Zaman ilerledikçe Köy Enstitüleri, eğitimin dışında yıpratma hareketlerine karşı da mücadele vermeye başladı.  Toprak ağaları köy insanını enstitülere karşı kışkırtıyor, gerici siyasetçi ve eğitimciler gün geçtikçe artan karalamalarla enstitüleri hedef gösteriyordu.
Cumhuriyet ve laiklik karşıtı din istismarcıları Enstitülerin, yüzyıllardır süregelen inançlara, dönemin Türk aile yapısına ve ahlak aykırı olduğu konusunda fetvalar veriyor, zaten sayıları çok az olan kız öğrencilerden dolayı yapılan karma eğitimi örnek gösteriyorlardı. Artık  “Din Elden Gidiyordu!”
             Köy Enstitüleri bütçesinin yetersiz olmasından kaynaklanan,  öğrencilerin eğitimin dışında yapı ve onarım gibi farklı işlerinde çalışması, okul kitaplarında yabancı düşünürlere ait çevirilere yer verilmesi, o yıllar dünyada esen Sovyet rejimini ve komünistliği çağrıştırdığı söyleniyordu.  Genel yönetimin başında solcu ve marksizmi savunan eğitimci ve yazarların olması, gerekçe gösteriliyordu. Bütün bu yıpratma çalışmaları karşısında Hasan Ali Yücel ve İsmail Hakkı Tonguç ısrarla mücadelelerini sürdürmüşlerdi.
Türkiye’nin gerçekleri… Ve, bu gerçekler karşısında bilimin ışığıyla aydınlanacak, laik, yurtsever, geleceğini kaderine teslim etmeyen, yaratıcı bir nesil yetiştirmek. İki farklı sentezi birleştiren köprü vazifesi görmüştü Köy Enstitüleri. Tahmin edilenin çok üstünde bir başarı göstermiş, yurdun dört bir tarafında tam anlamıyla aydınlar yetiştirmişti.
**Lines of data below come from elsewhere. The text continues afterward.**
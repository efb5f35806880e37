/*!
Shoots rays from inside closed triangle meshes through the BVH. Every ray has to hit something,
including the ones aimed straight at shared edges and vertices, which checks that the triangle
intersection is watertight.
*/

use cgmath::{EuclideanSpace, InnerSpace};
use rand::SeedableRng;
use rand::Rng;
use rand_xoshiro::Xoshiro256Plus;
use render_export::bvh::{SplitMethod, BVH};
use render_export::primitive::Primitive;
use render_export::sampling::uniform_sample_sphere;
use render_export::shapes::{cube_mesh, Shape, TriangleMesh};
use render_export::{Float, Point2f, Point3f, Ray, Transform, Vec3f};
use std::sync::Arc;

fn build_bvh(mesh: &Arc<TriangleMesh>) -> BVH {
    let prims = TriangleMesh::iter_triangles(mesh)
        .map(|tri| Primitive {
            shape: Arc::new(tri) as Arc<dyn Shape>,
            bsdf: None,
            area_light: None,
        })
        .collect();
    BVH::build(prims, SplitMethod::SAH)
}

fn assert_hit(bvh: &BVH, origin: Point3f, dir: Vec3f) {
    let mut ray = Ray::new(origin, dir);
    assert!(bvh.intersect_test(&ray), "occlusion test missed along {:?}", dir);
    assert!(bvh.intersect(&mut ray).is_some(), "intersection missed along {:?}", dir);
}

#[test]
fn test_cube_random_directions() {
    let tf = Transform::rotate(Vec3f::new(1.0, 2.0, 3.0), 37.0).unwrap()
        .then(Transform::scale(1.5, 0.7, 2.0).unwrap());
    let bvh = build_bvh(&cube_mesh(&tf, false));

    let mut rng = Xoshiro256Plus::seed_from_u64(3);
    for _ in 0..100_000 {
        let u = Point2f::new(rng.gen::<Float>(), rng.gen::<Float>());
        assert_hit(&bvh, Point3f::origin(), uniform_sample_sphere(u));
    }
}

#[test]
fn test_cube_edges_and_corners() {
    let bvh = build_bvh(&cube_mesh(&Transform::IDENTITY, false));

    let mut targets = Vec::new();
    for x in [-1.0, 0.0, 1.0] {
        for y in [-1.0, 0.0, 1.0] {
            for z in [-1.0, 0.0, 1.0] {
                let v = Vec3f::new(x, y, z);
                if v.magnitude2() > 0.0 {
                    targets.push(v.normalize());
                }
            }
        }
    }
    // face diagonals, shared by the two triangles of each face
    targets.push(Vec3f::new(0.3, 0.3, 1.0).normalize());
    targets.push(Vec3f::new(-0.7, 1.0, -0.7).normalize());

    for dir in targets {
        assert_hit(&bvh, Point3f::origin(), dir);
        assert_hit(&bvh, Point3f::new(0.01, -0.02, 0.03), dir);
    }
}

#[test]
fn test_bvh_hit_is_closest() {
    // two nested cubes: from the origin the inner one is always hit first
    let outer = cube_mesh(&Transform::scale(2.0, 2.0, 2.0).unwrap(), false);
    let inner = cube_mesh(&Transform::IDENTITY, false);
    let prims: Vec<Primitive> = [outer, inner].iter()
        .flat_map(|m| TriangleMesh::iter_triangles(m))
        .map(|tri| Primitive { shape: Arc::new(tri) as Arc<dyn Shape>, bsdf: None, area_light: None })
        .collect();
    let bvh = BVH::build(prims, SplitMethod::SAH);

    let mut rng = Xoshiro256Plus::seed_from_u64(11);
    for _ in 0..1000 {
        let dir = uniform_sample_sphere(Point2f::new(rng.gen(), rng.gen()));
        let mut ray = Ray::new(Point3f::origin(), dir);
        let isect = bvh.intersect(&mut ray).expect("inner cube hit");
        let p = isect.hit.p;
        assert!(p.x.abs().max(p.y.abs()).max(p.z.abs()) < 1.0 + 1e-3);
    }
}
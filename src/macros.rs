/// Convenience macro that allows creating a Vec3 without needing to use f32 literals
///
/// ```
/// use render_export::{vec3f, Vec3f};
/// assert_eq!(vec3f!(1, 2, 3), Vec3f::new(1.0, 2.0, 3.0));
/// ```
///
#[macro_export]
macro_rules! vec3f {
    ($x:expr, $y:expr, $z:expr) => {
        $crate::Vec3f::new($x as $crate::Float, $y as $crate::Float, $z as $crate::Float)
    };
}

#[macro_export]
macro_rules! point3f {
    ( ($x:expr , $y:expr , $z:expr) ) => { $crate::Point3f::new($x as $crate::Float, $y as $crate::Float, $z as $crate::Float) };
    ($x:expr , $y:expr , $z:expr) => { $crate::Point3f::new($x as $crate::Float, $y as $crate::Float, $z as $crate::Float) };
}

#[macro_export]
macro_rules! bounds3f {
    ( $p1:tt, $p2:tt ) => {
       $crate::Bounds3f::with_bounds($crate::point3f![$p1], $crate::point3f![$p2])
    };
}

#[macro_export]
macro_rules! sq {
    ($x:expr) => {{
        let x = $x;
        x * x
    }};
}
Köy Enstitüleri tüm çabalara rağmen 1957 yılında kapatıldı. Dejenere olmuş bir toplumdan, irfan sahibi öğretmenler yetiştirilmişti.  Bugün o mezunların büyük çoğunluğu sivil toplum örgütleri bünyesinde toplanarak anılarını canlı tutmaya çalışıyor. Köy Enstitülerinin büyük çabayla zedelemeye çalışılması ve kapatılışı ise anıları içinde yüreklerini sızlatan birer ayrıntıdan ibaret.